Pharmacovigilance (PV) is the science and activities relating to the detection, assessment, understanding, and prevention of adverse effects or any other medicine/vaccine related problem. It is the pharmaceutical science that deals with the "collection, detection, assessment, monitoring, and prevention" of adverse effects with pharmaceutical products. The term "pharmacovigilance" comes from the Greek word "pharmakon" meaning drug and the Latin word "vigilare" meaning to keep watch.

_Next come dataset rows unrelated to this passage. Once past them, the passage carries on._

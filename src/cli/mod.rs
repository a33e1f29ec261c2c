// SPDX-License-Identifier: Apache-2.0
// Copyright (c) 2025 Meshpress Inc.

//! CLI subsystem for Meshpress

pub mod reporter;

pub use reporter::Reporter;
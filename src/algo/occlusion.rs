// SPDX-License-Identifier: Apache-2.0
// Copyright (c) 2025 Meshpress Inc.

//! Hidden-geometry removal by multi-view ray casting
//!
//! The scene is flattened into one world-space collision mesh and rendered
//! from a ring of virtual cameras on the scene's bounding sphere. Triangles
//! never hit by any camera ray are occluded from every outside viewpoint and
//! can be discarded, either individually or as whole part occurrences.

use crate::geometry::topology::{edge_key, EdgeKey};
use crate::scene::{OccurrenceId, PartId, Scene};
use ahash::{AHashMap, AHashSet};
use nalgebra::{Point3, Vector3};
use parry3d::query::{Ray, RayCast};
use parry3d::shape::{FeatureId, TriMesh};
use rand::rngs::StdRng;
use rand::{Rng, SeedableRng};
use serde::{Deserialize, Serialize};

/// What to discard when geometry is found occluded.
#[derive(Debug, Clone, Copy, PartialEq, Eq, Serialize, Deserialize)]
#[serde(rename_all = "lowercase")]
pub enum SelectionLevel {
    /// Remove individual hidden triangles from each part.
    Polygons,
    /// Detach part occurrences with no visible triangle at all.
    Parts,
}

#[derive(Debug, Clone, Copy, Serialize, Deserialize)]
#[serde(default)]
pub struct OcclusionOptions {
    pub level: SelectionLevel,
    /// Rays per side of the square sampling grid.
    pub resolution: u32,
    /// Number of camera positions on the bounding sphere.
    pub viewpoints: usize,
    pub fov_deg: f64,
    /// Rings of neighbouring triangles kept around every visible one.
    pub adjacency_depth: usize,
}

impl Default for OcclusionOptions {
    fn default() -> Self {
        Self {
            level: SelectionLevel::Polygons,
            resolution: 1024,
            viewpoints: 16,
            fov_deg: 90.0,
            adjacency_depth: 1,
        }
    }
}

#[derive(Debug, Clone, Copy, Default, Serialize)]
pub struct OcclusionReport {
    pub rays_cast: usize,
    pub visible_triangles: usize,
    pub removed_triangles: usize,
    pub detached_occurrences: usize,
}

const RAY_SEED: u64 = 0x6d65_7368;
const MAX_RAY_RANGE: f32 = 1.0e8;

/// Remove geometry under `root` that no outside viewpoint can see.
pub fn remove_occluded_geometry(
    scene: &mut Scene,
    root: OccurrenceId,
    options: &OcclusionOptions,
) -> OcclusionReport {
    let flattened = scene.flattened_parts(root);
    let world = WorldTriangles::gather(scene, &flattened);
    if world.owners.is_empty() {
        return OcclusionReport::default();
    }

    let (center, radius) = scene.bounding_box(root).bounding_sphere();
    if radius <= 0.0 {
        return OcclusionReport::default();
    }

    let collision = TriMesh::new(world.points.clone(), world.indices.clone());
    let mut visible = vec![false; world.owners.len()];

    let fov = options.fov_deg.clamp(1.0, 179.0).to_radians();
    let distance = radius / (fov / 2.0).sin();
    let resolution = options.resolution.max(1);
    let mut rays_cast = 0;

    for (view, direction) in fibonacci_directions(options.viewpoints).iter().enumerate() {
        let eye = center + direction * distance;
        let mut rng = StdRng::seed_from_u64(RAY_SEED ^ view as u64);
        rays_cast += cast_view(
            &collision,
            &mut visible,
            &eye,
            &(center - eye).normalize(),
            fov,
            resolution,
            &mut rng,
        );
    }

    grow_selection(&mut visible, &world.indices, options.adjacency_depth);
    let visible_triangles = visible.iter().filter(|v| **v).count();

    let mut report = OcclusionReport {
        rays_cast,
        visible_triangles,
        ..OcclusionReport::default()
    };

    match options.level {
        SelectionLevel::Polygons => {
            retain_visible_polygons(scene, root, &flattened, &world, &visible, &mut report)
        }
        SelectionLevel::Parts => {
            detach_hidden_parts(scene, &flattened, &world, &visible, &mut report)
        }
    }

    log::info!(
        "occlusion: {} rays, {} visible triangles, removed {}",
        report.rays_cast,
        report.visible_triangles,
        report.removed_triangles
    );
    report
}

/// Evenly spread unit directions from the golden-angle spiral.
fn fibonacci_directions(count: usize) -> Vec<Vector3<f64>> {
    let golden = std::f64::consts::PI * (3.0 - 5.0_f64.sqrt());
    (0..count)
        .map(|i| {
            let y = 1.0 - 2.0 * (i as f64 + 0.5) / count as f64;
            let ring = (1.0 - y * y).max(0.0).sqrt();
            let theta = golden * i as f64;
            Vector3::new(ring * theta.cos(), y, ring * theta.sin())
        })
        .collect()
}

struct WorldTriangles {
    points: Vec<Point3<f32>>,
    indices: Vec<[u32; 3]>,
    /// Flattened entry index and local triangle index per world triangle.
    owners: Vec<(usize, usize)>,
}

impl WorldTriangles {
    fn gather(scene: &Scene, flattened: &[(OccurrenceId, PartId, nalgebra::Matrix4<f64>)]) -> Self {
        let mut points = Vec::new();
        let mut indices = Vec::new();
        let mut owners = Vec::new();

        for (entry, (_, part, world)) in flattened.iter().enumerate() {
            let mesh = scene.part_mesh(*part);
            // Part-local vertex sharing carries over, so edge adjacency
            // between world triangles of one instance stays intact
            let base = points.len() as u32;
            for vertex in &mesh.vertices {
                let wp = world.transform_point(&vertex.position);
                points.push(Point3::new(wp.x as f32, wp.y as f32, wp.z as f32));
            }
            for (local, triangle) in mesh.triangles.iter().enumerate() {
                let [a, b, c] = triangle.indices;
                indices.push([base + a as u32, base + b as u32, base + c as u32]);
                owners.push((entry, local));
            }
        }

        Self {
            points,
            indices,
            owners,
        }
    }
}

fn cast_view(
    collision: &TriMesh,
    visible: &mut [bool],
    eye: &Point3<f64>,
    forward: &Vector3<f64>,
    fov: f64,
    resolution: u32,
    rng: &mut StdRng,
) -> usize {
    let up_hint = if forward.y.abs() > 0.9 {
        Vector3::z()
    } else {
        Vector3::y()
    };
    let right = forward.cross(&up_hint).normalize();
    let up = right.cross(forward);
    let half_extent = (fov / 2.0).tan();

    let origin = Point3::new(eye.x as f32, eye.y as f32, eye.z as f32);
    let triangle_count = visible.len();
    let mut cast = 0;

    for py in 0..resolution {
        for px in 0..resolution {
            // Jittered sampling breaks up grid aliasing against thin features
            let u = ((px as f64 + rng.gen::<f64>()) / resolution as f64) * 2.0 - 1.0;
            let v = ((py as f64 + rng.gen::<f64>()) / resolution as f64) * 2.0 - 1.0;
            let direction = (forward + right * (u * half_extent) + up * (v * half_extent))
                .normalize();
            let ray = Ray::new(
                origin,
                Vector3::new(direction.x as f32, direction.y as f32, direction.z as f32),
            );
            cast += 1;

            if let Some(hit) = collision.cast_local_ray_and_get_normal(&ray, MAX_RAY_RANGE, false) {
                if let FeatureId::Face(fid) = hit.feature {
                    // Back-face hits report ids offset by the triangle count
                    visible[fid as usize % triangle_count] = true;
                }
            }
        }
    }
    cast
}

/// Expand the visible set by `depth` rings of edge neighbours.
fn grow_selection(visible: &mut [bool], indices: &[[u32; 3]], depth: usize) {
    if depth == 0 {
        return;
    }

    let mut incident: AHashMap<EdgeKey, Vec<usize>> = AHashMap::new();
    for (face, tri) in indices.iter().enumerate() {
        let [a, b, c] = [tri[0] as usize, tri[1] as usize, tri[2] as usize];
        for (u, v) in [(a, b), (b, c), (c, a)] {
            incident.entry(edge_key(u, v)).or_default().push(face);
        }
    }

    let mut frontier: Vec<usize> = (0..visible.len()).filter(|&f| visible[f]).collect();
    for _ in 0..depth {
        let mut next = Vec::new();
        for &face in &frontier {
            let tri = indices[face];
            let [a, b, c] = [tri[0] as usize, tri[1] as usize, tri[2] as usize];
            for (u, v) in [(a, b), (b, c), (c, a)] {
                if let Some(faces) = incident.get(&edge_key(u, v)) {
                    for &neighbour in faces {
                        if !visible[neighbour] {
                            visible[neighbour] = true;
                            next.push(neighbour);
                        }
                    }
                }
            }
        }
        if next.is_empty() {
            break;
        }
        frontier = next;
    }
}

fn retain_visible_polygons(
    scene: &mut Scene,
    root: OccurrenceId,
    flattened: &[(OccurrenceId, PartId, nalgebra::Matrix4<f64>)],
    world: &WorldTriangles,
    visible: &[bool],
    report: &mut OcclusionReport,
) {
    let mut visible_by_part: AHashMap<PartId, AHashSet<usize>> = AHashMap::new();
    for (world_index, seen) in visible.iter().enumerate() {
        if *seen {
            let (entry, local) = world.owners[world_index];
            visible_by_part
                .entry(flattened[entry].1)
                .or_default()
                .insert(local);
        }
    }

    for part in scene.parts_under(root) {
        let keep = visible_by_part.remove(&part).unwrap_or_default();
        let mesh = scene.part_mesh_mut(part);
        let before = mesh.triangle_count();
        let mut index = 0;
        mesh.triangles.retain(|_| {
            let kept = keep.contains(&index);
            index += 1;
            kept
        });
        let removed = before - mesh.triangle_count();
        if removed > 0 {
            report.removed_triangles += removed;
            mesh.remove_orphaned_vertices();
            mesh.recompute_normals();
        }
    }
}

fn detach_hidden_parts(
    scene: &mut Scene,
    flattened: &[(OccurrenceId, PartId, nalgebra::Matrix4<f64>)],
    world: &WorldTriangles,
    visible: &[bool],
    report: &mut OcclusionReport,
) {
    let mut seen_entries = vec![false; flattened.len()];
    for (world_index, seen) in visible.iter().enumerate() {
        if *seen {
            seen_entries[world.owners[world_index].0] = true;
        }
    }

    for (entry, &(occurrence, part, _)) in flattened.iter().enumerate() {
        if seen_entries[entry] {
            continue;
        }
        // Only prune leaves so visible children are never dropped with them
        if !scene.occurrence(occurrence).children().is_empty() {
            continue;
        }
        if scene.detach(occurrence) {
            report.detached_occurrences += 1;
            report.removed_triangles += scene.part_mesh(part).triangle_count();
        }
    }
}

#[cfg(test)]
mod tests {
    use super::*;
    use crate::geometry::primitives;
    use nalgebra::Matrix4;

    fn fast_options(level: SelectionLevel) -> OcclusionOptions {
        OcclusionOptions {
            level,
            resolution: 96,
            viewpoints: 8,
            fov_deg: 90.0,
            adjacency_depth: 1,
        }
    }

    #[test]
    fn test_lone_cube_keeps_every_face() {
        let mut scene = Scene::new("occlusion");
        let root = scene.root();
        scene.add_part(
            root,
            "cube",
            Matrix4::identity(),
            primitives::cube(Vector3::new(10.0, 10.0, 10.0)),
        );

        let report =
            remove_occluded_geometry(&mut scene, root, &fast_options(SelectionLevel::Polygons));
        assert_eq!(scene.polygon_count(root), 12);
        assert_eq!(report.removed_triangles, 0);
        assert_eq!(report.visible_triangles, 12);
        assert!(report.rays_cast > 0);
    }

    #[test]
    fn test_enclosed_sphere_polygons_removed() {
        let mut scene = Scene::new("occlusion");
        let root = scene.root();
        scene.add_part(
            root,
            "shell",
            Matrix4::identity(),
            primitives::cube(Vector3::new(20.0, 20.0, 20.0)),
        );
        let (_, inner) = scene.add_part(
            root,
            "hidden",
            Matrix4::identity(),
            primitives::uv_sphere(2.0, 12),
        );
        let hidden_triangles = scene.part_mesh(inner).triangle_count();
        let before = scene.polygon_count(root);

        let report =
            remove_occluded_geometry(&mut scene, root, &fast_options(SelectionLevel::Polygons));
        assert_eq!(report.removed_triangles, hidden_triangles);
        assert_eq!(scene.polygon_count(root), before - hidden_triangles);
        assert!(scene.part_mesh(inner).is_empty());
    }

    #[test]
    fn test_enclosed_part_detached() {
        let mut scene = Scene::new("occlusion");
        let root = scene.root();
        scene.add_part(
            root,
            "shell",
            Matrix4::identity(),
            primitives::cube(Vector3::new(20.0, 20.0, 20.0)),
        );
        scene.add_part(
            root,
            "hidden",
            Matrix4::identity(),
            primitives::uv_sphere(2.0, 12),
        );
        assert_eq!(scene.part_count(root), 2);

        let report =
            remove_occluded_geometry(&mut scene, root, &fast_options(SelectionLevel::Parts));
        assert_eq!(report.detached_occurrences, 1);
        assert_eq!(scene.part_count(root), 1);
        assert_eq!(scene.polygon_count(root), 12);
    }

    #[test]
    fn test_empty_scene_is_a_noop() {
        let mut scene = Scene::new("occlusion");
        let root = scene.root();
        let report =
            remove_occluded_geometry(&mut scene, root, &OcclusionOptions::default());
        assert_eq!(report.rays_cast, 0);
        assert_eq!(report.visible_triangles, 0);
    }
}
// SPDX-License-Identifier: Apache-2.0
// Copyright (c) 2025 Meshpress Inc.

//! Engine session: license state, feature tokens and interface logging

use crate::license::{self, License, LicenseError, LicenseServerConfig};
use std::path::PathBuf;

/// Options for bringing up a session.
#[derive(Debug, Clone, Default)]
pub struct SessionConfig {
    pub license_file: Option<PathBuf>,
    pub license_server: Option<LicenseServerConfig>,
}

/// A running engine session.
///
/// Holds the loaded license, the set of acquired feature tokens and the
/// interface logging switch. Interface logging routes engine chatter through
/// the global `log` facade; turning it off silences the engine without
/// touching pipeline progress output.
pub struct Session {
    version: String,
    license: Option<License>,
    server: Option<LicenseServerConfig>,
    acquired: Vec<String>,
    interface_logging: bool,
    saved_level: log::LevelFilter,
}

impl Session {
    pub fn initialize(config: SessionConfig) -> Session {
        let version = env!("CARGO_PKG_VERSION").to_string();
        log::info!("meshpress engine {version}");

        let license = match license::discover(
            config.license_file.as_deref(),
            config.license_server.as_ref(),
        ) {
            Ok(license) => {
                log::info!(
                    "license for '{}' loaded from {}",
                    license.product,
                    license.source.display()
                );
                Some(license)
            }
            Err(LicenseError::NotFound) => {
                log::warn!("no license found");
                None
            }
            Err(e) => {
                log::warn!("failed to load license: {e}");
                None
            }
        };

        Session {
            version,
            license,
            server: config.license_server,
            acquired: Vec::new(),
            interface_logging: true,
            saved_level: log::max_level(),
        }
    }

    pub fn version(&self) -> &str {
        &self.version
    }

    pub fn license(&self) -> Option<&License> {
        self.license.as_ref()
    }

    pub fn interface_logging(&self) -> bool {
        self.interface_logging
    }

    /// Toggle engine interface logging. Off saves the current level and
    /// silences the `log` facade; on restores the saved level.
    pub fn set_interface_logging(&mut self, enabled: bool) {
        if enabled == self.interface_logging {
            return;
        }
        if enabled {
            log::set_max_level(self.saved_level);
        } else {
            self.saved_level = log::max_level();
            log::set_max_level(log::LevelFilter::Off);
        }
        self.interface_logging = enabled;
    }

    /// Run `f` with interface logging off, restoring the previous state.
    pub fn with_quiet_interface<R>(&mut self, f: impl FnOnce() -> R) -> R {
        let was = self.interface_logging;
        self.set_interface_logging(false);
        let out = f();
        self.set_interface_logging(was);
        out
    }

    /// Point the session at a license server. When no license is loaded yet
    /// this retries discovery through the server's lease.
    pub fn configure_license_server(&mut self, host: &str, port: u16, flexible: bool) {
        log::info!("license server set to {host}:{port} (flexible: {flexible})");
        self.server = Some(LicenseServerConfig::new(host, port, flexible));
        if self.license.is_none() {
            match license::discover(None, self.server.as_ref()) {
                Ok(license) => {
                    log::info!(
                        "license for '{}' leased from {host}:{port}",
                        license.product
                    );
                    self.license = Some(license);
                }
                Err(e) => log::debug!("license server lookup failed: {e}"),
            }
        }
    }

    /// A usable license is loaded and has not expired.
    pub fn check_license(&self) -> bool {
        match &self.license {
            Some(license) => {
                let today = chrono::Utc::now().date_naive();
                if license.is_expired(today) {
                    if let Some(expiry) = license.expiry {
                        log::warn!("license expired on {expiry}");
                    }
                    false
                } else {
                    true
                }
            }
            None => false,
        }
    }

    /// Acquire one feature token from the loaded license.
    pub fn need_token(&mut self, name: &str) -> Result<(), LicenseError> {
        let Some(license) = &self.license else {
            return Err(LicenseError::NotFound);
        };
        let today = chrono::Utc::now().date_naive();
        if let Some(expiry) = license.expiry {
            if today > expiry {
                return Err(LicenseError::Expired(expiry));
            }
        }
        if !license.offers(name) {
            return Err(LicenseError::UnknownToken(name.to_string()));
        }
        if !self.acquired.iter().any(|t| t == name) {
            log::debug!("token '{name}' acquired");
            self.acquired.push(name.to_string());
        }
        Ok(())
    }

    /// Try to acquire each token, warning and continuing on failure. A
    /// missing token degrades the run later instead of aborting it here.
    pub fn acquire_tokens(&mut self, names: &[&str]) {
        for &name in names {
            if let Err(e) = self.need_token(name) {
                log::warn!("failed to add token '{name}': {e}");
            }
        }
    }

    /// Acquire the standard pipeline token set.
    pub fn acquire_default_tokens(&mut self) {
        self.acquire_tokens(&license::tokens::ALL);
    }

    pub fn has_token(&self, name: &str) -> bool {
        self.acquired.iter().any(|t| t == name)
    }

    pub fn acquired_tokens(&self) -> &[String] {
        &self.acquired
    }

    /// Gate an operation on a previously acquired token.
    pub fn require_token(&self, name: &str) -> Result<(), LicenseError> {
        if self.has_token(name) {
            Ok(())
        } else {
            Err(LicenseError::NotAcquired(name.to_string()))
        }
    }
}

Pharmacovigilance is concerned with identifying the hazards associated with pharmaceutical products and minimizing the risk of any harm that may come to patients. It is important to understand the unique terminology used in drug safety, which is defined by the European Medicines Agency in its Guideline on good pharmacovigilance practices (GVP) .

Pharmacovigilance is a critical component of the pharmaceutical industry and is essential for ensuring the safety and efficacy of medicines and vaccines. Companies must conduct a comprehensive drug safety and pharmacovigilance audit to assess their compliance with worldwide laws, regulations, and guidance. The World Health Organization (WHO) Pharmacovigilance team produces reliable, balanced information on the benefits and risks of medicines and vaccines, which enhances people’s care and safety.

In summary, pharmacovigilance is a science and activity that deals with the detection, assessment, understanding, and prevention of adverse effects or any other medicine/vaccine related problem. It is essential for ensuring the safety and efficacy of medicines and vaccines, and companies must conduct a comprehensive drug safety and pharmacovigilance audit to assess their compliance with worldwide laws, regulations, and guidance.